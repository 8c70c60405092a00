use std::collections::{BTreeMap, HashMap};

use serde::{Deserialize, Serialize};
use serde_json::Value;

/// Outcome of a single keyed lookup against reference data.
#[derive(Debug, Clone, PartialEq)]
pub enum Lookup<T> {
    Found(T),
    Miss,
    Failed(String),
}

impl<T> Lookup<T> {
    pub fn found(self) -> Option<T> {
        match self {
            Lookup::Found(value) => Some(value),
            Lookup::Miss | Lookup::Failed(_) => None,
        }
    }
}

#[derive(Debug, Clone, Serialize, Deserialize, PartialEq)]
#[serde(rename_all = "camelCase")]
pub struct ApyBreakdown {
    pub vault_apr: f64,
}

/// Vault id to APY breakdown. Entries that did not parse are kept as `None` so a
/// lookup can tell "malformed" apart from "absent".
#[derive(Debug, Clone, Default)]
pub struct ApyTable {
    entries: HashMap<String, Option<ApyBreakdown>>,
}

impl ApyTable {
    pub fn from_json(value: &Value) -> Self {
        let mut entries = HashMap::new();
        if let Some(object) = value.as_object() {
            for (id, raw) in object {
                let parsed = serde_json::from_value::<ApyBreakdown>(raw.clone()).ok();
                entries.insert(id.clone(), parsed);
            }
        }
        Self { entries }
    }

    pub fn insert(&mut self, id: impl Into<String>, vault_apr: f64) {
        self.entries
            .insert(id.into(), Some(ApyBreakdown { vault_apr }));
    }

    pub fn get(&self, id: &str) -> Lookup<&ApyBreakdown> {
        match self.entries.get(id) {
            Some(Some(breakdown)) => Lookup::Found(breakdown),
            Some(None) => Lookup::Failed(format!("malformed APY entry for {id}")),
            None => Lookup::Miss,
        }
    }

    pub fn len(&self) -> usize {
        self.entries.len()
    }

    pub fn is_empty(&self) -> bool {
        self.entries.is_empty()
    }
}

/// Batch key to (vault id to TVL in USD). Batches iterate in key order.
#[derive(Debug, Clone, Default)]
pub struct TvlTable {
    batches: BTreeMap<String, BTreeMap<String, f64>>,
}

impl TvlTable {
    pub fn from_json(value: &Value) -> Self {
        let mut batches = BTreeMap::new();
        let Some(object) = value.as_object() else {
            return Self { batches };
        };
        for (key, batch) in object {
            let Some(batch) = batch.as_object() else {
                continue;
            };
            let values = batch
                .iter()
                .filter_map(|(id, v)| v.as_f64().map(|tvl| (id.clone(), tvl)))
                .collect::<BTreeMap<_, _>>();
            batches.insert(key.clone(), values);
        }
        Self { batches }
    }

    pub fn insert(&mut self, batch: impl Into<String>, id: impl Into<String>, tvl: f64) {
        self.batches
            .entry(batch.into())
            .or_default()
            .insert(id.into(), tvl);
    }

    pub fn batches(&self) -> impl Iterator<Item = (&String, &BTreeMap<String, f64>)> {
        self.batches.iter()
    }

    pub fn batch_count(&self) -> usize {
        self.batches.len()
    }
}

#[cfg(test)]
mod tests {
    use serde_json::json;

    use super::{ApyBreakdown, ApyTable, Lookup, TvlTable};

    #[test]
    fn apy_table_separates_miss_from_malformed() {
        let table = ApyTable::from_json(&json!({
            "good": { "vaultApr": 0.12, "totalApy": 0.127 },
            "broken": { "totalApy": "n/a" }
        }));
        assert_eq!(table.len(), 2);
        assert!(matches!(table.get("good"), Lookup::Found(b) if (b.vault_apr - 0.12).abs() < 1e-12));
        assert!(matches!(table.get("broken"), Lookup::Failed(_)));
        assert_eq!(table.get("absent"), Lookup::Miss);
    }

    #[test]
    fn breakdown_keeps_only_vault_apr() {
        let table = ApyTable::from_json(&json!({
            "full": {
                "vaultApr": 0.3,
                "compoundingsPerYear": 2190,
                "beefyPerformanceFee": 0.045,
                "vaultApy": 0.349,
                "totalApy": 0.349
            }
        }));
        assert_eq!(table.get("full"), Lookup::Found(&ApyBreakdown { vault_apr: 0.3 }));
    }

    #[test]
    fn tvl_table_skips_non_numeric_values_and_non_object_batches() {
        let table = TvlTable::from_json(&json!({
            "1284": { "v1": 1000.5, "v2": null },
            "56": "oops",
            "137": { "v3": 42 }
        }));
        assert_eq!(table.batch_count(), 2);
        let keys: Vec<_> = table.batches().map(|(k, _)| k.as_str()).collect();
        assert_eq!(keys, vec!["1284", "137"]);
    }
}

....................

What you will do: Among the records above, find each line containing the string "else" and copy it.

Solution:
        let Some(object) = value.as_object() else {
            let Some(batch) = batch.as_object() else {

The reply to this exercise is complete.